## What this task involves
Below are the records; copy exactly the stretch from the line containing "as a meta-reducer." through the line containing "tracked keys by", both ends included, and nothing else.

## Provided data

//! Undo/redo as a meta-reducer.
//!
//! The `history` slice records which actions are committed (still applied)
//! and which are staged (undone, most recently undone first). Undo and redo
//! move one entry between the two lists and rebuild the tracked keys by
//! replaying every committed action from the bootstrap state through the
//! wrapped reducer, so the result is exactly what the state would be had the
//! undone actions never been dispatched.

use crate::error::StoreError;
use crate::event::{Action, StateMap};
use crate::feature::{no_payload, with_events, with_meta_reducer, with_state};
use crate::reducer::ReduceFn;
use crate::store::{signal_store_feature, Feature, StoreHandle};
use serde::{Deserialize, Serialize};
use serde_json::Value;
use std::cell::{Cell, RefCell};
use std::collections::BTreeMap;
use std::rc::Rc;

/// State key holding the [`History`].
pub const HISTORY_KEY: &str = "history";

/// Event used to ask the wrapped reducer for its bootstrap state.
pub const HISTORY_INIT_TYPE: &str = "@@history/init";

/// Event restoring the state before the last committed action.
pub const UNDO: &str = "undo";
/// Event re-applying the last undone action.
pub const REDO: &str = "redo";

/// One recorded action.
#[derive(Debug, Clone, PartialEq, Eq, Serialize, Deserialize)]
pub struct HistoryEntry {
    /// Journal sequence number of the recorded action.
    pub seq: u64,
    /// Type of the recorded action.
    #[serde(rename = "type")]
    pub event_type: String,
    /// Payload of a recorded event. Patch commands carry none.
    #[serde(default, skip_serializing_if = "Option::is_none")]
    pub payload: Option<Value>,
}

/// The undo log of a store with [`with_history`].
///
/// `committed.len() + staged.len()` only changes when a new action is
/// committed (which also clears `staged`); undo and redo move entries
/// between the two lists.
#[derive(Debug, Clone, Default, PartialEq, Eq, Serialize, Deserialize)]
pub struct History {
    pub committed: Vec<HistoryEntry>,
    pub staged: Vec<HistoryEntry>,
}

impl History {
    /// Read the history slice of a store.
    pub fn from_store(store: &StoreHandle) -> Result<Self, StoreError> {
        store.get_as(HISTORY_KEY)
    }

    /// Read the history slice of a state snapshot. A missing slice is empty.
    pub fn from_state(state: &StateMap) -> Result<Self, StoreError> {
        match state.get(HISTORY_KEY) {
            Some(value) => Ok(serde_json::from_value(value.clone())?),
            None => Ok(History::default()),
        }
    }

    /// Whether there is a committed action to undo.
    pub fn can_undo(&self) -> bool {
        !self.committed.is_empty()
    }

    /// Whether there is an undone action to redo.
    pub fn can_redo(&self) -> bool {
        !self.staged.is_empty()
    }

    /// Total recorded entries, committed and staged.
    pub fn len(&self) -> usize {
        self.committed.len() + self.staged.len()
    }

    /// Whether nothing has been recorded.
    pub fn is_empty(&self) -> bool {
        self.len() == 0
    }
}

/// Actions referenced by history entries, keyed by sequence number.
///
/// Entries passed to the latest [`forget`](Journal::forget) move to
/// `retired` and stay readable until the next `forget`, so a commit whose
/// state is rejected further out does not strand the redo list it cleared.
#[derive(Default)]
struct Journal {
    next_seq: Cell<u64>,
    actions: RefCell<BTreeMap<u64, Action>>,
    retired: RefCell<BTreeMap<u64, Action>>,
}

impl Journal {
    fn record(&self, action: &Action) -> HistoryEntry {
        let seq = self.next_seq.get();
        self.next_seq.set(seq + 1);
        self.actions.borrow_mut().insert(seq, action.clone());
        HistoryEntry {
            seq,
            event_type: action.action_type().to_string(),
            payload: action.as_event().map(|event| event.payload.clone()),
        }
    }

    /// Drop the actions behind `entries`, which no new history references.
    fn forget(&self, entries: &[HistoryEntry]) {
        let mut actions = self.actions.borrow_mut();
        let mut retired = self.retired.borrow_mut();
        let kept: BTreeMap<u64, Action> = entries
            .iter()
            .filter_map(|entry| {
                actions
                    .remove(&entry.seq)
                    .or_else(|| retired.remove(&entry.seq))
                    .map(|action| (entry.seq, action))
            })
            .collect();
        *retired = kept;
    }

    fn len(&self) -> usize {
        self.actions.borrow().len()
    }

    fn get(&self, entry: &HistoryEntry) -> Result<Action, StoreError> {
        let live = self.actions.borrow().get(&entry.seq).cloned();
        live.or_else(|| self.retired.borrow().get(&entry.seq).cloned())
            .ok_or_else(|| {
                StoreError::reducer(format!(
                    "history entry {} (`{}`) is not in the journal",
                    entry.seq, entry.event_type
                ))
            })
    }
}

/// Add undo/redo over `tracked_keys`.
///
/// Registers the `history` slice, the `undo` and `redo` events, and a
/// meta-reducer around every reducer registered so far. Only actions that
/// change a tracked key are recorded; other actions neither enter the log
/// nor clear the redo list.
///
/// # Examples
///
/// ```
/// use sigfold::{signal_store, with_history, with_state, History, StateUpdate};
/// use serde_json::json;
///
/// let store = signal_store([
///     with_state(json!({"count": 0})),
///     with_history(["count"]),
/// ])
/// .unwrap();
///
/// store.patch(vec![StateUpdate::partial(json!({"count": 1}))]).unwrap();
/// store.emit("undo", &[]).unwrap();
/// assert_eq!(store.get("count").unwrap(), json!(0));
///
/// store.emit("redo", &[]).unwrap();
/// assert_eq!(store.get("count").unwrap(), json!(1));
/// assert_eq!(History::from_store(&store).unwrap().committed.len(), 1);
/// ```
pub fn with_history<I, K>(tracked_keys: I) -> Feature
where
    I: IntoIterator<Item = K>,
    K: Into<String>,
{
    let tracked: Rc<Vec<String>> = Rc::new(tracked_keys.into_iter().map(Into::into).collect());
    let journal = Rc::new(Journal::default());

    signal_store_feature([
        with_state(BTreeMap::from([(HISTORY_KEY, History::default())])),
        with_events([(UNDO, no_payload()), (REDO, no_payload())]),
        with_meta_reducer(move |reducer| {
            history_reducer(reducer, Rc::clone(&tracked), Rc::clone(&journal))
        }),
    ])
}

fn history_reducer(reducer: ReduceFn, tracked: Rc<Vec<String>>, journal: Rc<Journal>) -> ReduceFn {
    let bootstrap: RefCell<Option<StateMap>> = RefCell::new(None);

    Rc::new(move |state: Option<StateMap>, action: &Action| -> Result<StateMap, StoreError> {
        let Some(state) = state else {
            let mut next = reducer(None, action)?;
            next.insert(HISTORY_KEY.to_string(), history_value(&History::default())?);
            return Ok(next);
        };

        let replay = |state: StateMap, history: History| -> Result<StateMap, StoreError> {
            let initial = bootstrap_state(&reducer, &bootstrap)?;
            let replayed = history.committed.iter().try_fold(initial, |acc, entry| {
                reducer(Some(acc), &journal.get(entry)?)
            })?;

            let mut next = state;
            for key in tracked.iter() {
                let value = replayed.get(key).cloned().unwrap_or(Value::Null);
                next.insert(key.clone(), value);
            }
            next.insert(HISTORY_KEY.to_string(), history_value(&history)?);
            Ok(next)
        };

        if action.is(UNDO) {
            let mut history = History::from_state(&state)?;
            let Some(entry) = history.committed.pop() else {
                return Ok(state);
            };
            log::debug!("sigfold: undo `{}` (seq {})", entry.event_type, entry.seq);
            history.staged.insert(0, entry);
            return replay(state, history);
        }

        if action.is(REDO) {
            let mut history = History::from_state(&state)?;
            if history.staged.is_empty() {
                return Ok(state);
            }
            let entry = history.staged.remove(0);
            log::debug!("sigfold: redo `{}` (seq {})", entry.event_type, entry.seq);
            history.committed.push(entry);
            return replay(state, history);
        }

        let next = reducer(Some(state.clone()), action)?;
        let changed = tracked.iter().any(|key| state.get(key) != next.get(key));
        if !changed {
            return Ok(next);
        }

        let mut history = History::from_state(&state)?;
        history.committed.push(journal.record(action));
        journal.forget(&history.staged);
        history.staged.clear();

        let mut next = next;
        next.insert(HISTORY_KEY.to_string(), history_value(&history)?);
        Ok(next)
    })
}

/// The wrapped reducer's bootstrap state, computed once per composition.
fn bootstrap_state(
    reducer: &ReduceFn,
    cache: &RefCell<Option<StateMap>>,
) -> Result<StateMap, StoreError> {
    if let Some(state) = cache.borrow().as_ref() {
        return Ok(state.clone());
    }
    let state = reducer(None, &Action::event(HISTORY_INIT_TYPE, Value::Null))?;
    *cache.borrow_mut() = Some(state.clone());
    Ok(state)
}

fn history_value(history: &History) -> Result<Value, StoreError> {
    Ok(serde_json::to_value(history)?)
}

...

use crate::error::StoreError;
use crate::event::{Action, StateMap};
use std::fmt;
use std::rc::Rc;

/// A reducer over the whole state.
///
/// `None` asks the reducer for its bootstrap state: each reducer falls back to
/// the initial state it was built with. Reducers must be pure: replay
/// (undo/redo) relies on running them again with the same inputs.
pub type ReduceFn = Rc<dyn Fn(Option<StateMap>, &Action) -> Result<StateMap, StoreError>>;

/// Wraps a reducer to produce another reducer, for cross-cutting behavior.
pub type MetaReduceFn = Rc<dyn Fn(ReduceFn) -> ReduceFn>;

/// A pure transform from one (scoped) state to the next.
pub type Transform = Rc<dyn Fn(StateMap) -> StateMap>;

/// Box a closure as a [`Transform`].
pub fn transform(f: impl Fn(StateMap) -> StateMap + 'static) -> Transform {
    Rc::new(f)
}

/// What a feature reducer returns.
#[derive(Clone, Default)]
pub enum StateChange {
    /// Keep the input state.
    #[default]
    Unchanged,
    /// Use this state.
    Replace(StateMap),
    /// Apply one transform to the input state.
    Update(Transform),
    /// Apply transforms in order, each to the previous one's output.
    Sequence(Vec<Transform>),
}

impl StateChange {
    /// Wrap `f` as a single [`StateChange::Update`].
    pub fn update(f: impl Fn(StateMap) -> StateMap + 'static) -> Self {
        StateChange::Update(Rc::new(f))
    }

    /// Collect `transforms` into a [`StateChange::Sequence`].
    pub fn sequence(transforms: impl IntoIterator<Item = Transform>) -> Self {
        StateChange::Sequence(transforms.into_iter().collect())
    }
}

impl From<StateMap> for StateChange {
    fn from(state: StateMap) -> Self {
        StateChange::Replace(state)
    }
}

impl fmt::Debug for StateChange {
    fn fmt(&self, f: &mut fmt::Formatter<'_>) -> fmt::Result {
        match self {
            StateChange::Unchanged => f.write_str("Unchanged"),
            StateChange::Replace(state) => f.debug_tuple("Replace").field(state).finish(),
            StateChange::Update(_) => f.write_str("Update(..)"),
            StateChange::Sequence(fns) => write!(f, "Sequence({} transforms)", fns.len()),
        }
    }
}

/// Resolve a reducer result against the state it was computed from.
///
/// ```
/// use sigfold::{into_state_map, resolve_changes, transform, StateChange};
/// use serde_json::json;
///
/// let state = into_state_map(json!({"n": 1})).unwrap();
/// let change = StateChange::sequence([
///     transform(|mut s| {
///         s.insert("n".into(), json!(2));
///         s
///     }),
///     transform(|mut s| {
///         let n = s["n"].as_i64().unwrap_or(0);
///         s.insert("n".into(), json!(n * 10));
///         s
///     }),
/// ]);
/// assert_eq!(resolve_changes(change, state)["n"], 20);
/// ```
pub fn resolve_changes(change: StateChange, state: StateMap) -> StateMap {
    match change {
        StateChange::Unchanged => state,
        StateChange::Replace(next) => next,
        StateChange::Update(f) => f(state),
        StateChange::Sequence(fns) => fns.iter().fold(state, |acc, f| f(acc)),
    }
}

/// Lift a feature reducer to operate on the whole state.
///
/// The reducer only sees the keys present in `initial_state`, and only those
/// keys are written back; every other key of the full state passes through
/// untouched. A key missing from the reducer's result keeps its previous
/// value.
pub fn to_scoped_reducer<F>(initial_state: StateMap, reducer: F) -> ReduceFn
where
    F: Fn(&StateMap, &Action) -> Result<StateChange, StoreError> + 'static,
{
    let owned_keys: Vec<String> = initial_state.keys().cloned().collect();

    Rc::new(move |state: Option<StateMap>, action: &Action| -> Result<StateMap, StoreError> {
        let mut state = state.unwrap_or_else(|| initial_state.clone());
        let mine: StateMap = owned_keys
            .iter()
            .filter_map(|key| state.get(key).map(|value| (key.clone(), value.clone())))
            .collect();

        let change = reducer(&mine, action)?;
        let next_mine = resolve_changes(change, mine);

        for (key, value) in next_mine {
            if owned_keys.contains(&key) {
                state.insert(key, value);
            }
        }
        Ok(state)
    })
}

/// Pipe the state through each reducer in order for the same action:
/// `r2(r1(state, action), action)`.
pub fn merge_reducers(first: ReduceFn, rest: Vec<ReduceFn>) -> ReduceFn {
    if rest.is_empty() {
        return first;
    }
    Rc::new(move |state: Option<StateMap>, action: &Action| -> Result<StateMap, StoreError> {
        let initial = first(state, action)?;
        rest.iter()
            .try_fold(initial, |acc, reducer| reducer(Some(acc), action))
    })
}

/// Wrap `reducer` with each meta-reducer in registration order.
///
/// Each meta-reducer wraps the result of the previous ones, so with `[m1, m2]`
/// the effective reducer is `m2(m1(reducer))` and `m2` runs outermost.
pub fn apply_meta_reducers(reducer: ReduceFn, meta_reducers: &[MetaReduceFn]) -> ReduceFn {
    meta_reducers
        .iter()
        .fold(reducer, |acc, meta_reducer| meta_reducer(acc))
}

---

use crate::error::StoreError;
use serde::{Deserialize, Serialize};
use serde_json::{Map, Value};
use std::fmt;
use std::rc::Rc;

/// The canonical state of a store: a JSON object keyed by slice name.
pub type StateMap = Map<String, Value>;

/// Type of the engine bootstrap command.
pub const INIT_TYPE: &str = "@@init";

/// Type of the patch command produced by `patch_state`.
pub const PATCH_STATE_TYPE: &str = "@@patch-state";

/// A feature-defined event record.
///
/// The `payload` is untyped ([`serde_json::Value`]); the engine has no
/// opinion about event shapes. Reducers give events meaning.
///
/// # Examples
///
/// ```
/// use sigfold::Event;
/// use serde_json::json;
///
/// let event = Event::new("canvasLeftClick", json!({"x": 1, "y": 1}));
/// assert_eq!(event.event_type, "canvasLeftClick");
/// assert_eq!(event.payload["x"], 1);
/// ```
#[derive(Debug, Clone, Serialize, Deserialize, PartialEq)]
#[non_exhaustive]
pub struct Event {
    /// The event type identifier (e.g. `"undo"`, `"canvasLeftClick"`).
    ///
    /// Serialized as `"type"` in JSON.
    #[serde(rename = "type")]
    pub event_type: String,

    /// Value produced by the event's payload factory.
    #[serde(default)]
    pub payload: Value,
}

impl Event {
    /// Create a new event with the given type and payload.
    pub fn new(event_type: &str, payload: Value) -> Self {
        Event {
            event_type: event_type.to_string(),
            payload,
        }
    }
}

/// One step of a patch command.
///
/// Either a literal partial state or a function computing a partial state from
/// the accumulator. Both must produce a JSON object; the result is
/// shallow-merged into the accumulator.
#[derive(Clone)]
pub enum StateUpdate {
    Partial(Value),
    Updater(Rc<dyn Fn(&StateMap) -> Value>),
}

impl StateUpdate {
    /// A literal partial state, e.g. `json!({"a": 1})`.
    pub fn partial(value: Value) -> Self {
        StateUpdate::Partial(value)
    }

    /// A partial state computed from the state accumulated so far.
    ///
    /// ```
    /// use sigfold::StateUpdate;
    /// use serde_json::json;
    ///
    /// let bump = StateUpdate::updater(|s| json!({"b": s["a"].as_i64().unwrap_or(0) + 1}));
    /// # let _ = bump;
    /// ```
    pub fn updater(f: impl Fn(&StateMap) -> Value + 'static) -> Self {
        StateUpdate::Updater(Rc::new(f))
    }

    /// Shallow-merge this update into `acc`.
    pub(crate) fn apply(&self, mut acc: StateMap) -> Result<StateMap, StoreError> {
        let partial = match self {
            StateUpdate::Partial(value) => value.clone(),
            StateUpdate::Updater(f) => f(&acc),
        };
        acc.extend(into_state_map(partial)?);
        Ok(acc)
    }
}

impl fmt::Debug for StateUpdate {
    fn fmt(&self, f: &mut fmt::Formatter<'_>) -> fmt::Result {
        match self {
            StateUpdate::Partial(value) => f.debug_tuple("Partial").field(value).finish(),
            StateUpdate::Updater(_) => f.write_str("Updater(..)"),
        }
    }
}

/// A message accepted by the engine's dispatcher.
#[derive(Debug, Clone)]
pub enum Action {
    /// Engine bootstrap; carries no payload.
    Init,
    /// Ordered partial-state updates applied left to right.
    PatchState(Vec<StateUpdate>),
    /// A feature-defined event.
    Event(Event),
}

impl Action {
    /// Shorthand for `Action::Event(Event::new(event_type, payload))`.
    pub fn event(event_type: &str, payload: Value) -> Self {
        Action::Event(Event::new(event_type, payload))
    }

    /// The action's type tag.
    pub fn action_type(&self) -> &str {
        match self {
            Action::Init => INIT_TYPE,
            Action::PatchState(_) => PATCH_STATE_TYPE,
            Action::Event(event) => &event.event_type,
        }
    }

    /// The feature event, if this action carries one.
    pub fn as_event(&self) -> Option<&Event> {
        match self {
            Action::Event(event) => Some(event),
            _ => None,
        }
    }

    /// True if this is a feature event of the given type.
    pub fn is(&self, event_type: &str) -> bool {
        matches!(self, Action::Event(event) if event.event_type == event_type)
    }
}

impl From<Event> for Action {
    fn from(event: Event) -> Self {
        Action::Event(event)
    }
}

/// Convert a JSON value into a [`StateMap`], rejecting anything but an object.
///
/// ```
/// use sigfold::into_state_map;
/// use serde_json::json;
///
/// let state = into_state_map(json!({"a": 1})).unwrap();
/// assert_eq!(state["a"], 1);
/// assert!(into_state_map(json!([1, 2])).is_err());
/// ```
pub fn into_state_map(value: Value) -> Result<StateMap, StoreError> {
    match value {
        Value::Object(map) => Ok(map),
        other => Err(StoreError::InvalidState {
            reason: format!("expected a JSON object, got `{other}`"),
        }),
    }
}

## Answer to the exercise
//! Undo/redo as a meta-reducer.
//!
//! The `history` slice records which actions are committed (still applied)
//! and which are staged (undone, most recently undone first). Undo and redo
//! move one entry between the two lists and rebuild the tracked keys by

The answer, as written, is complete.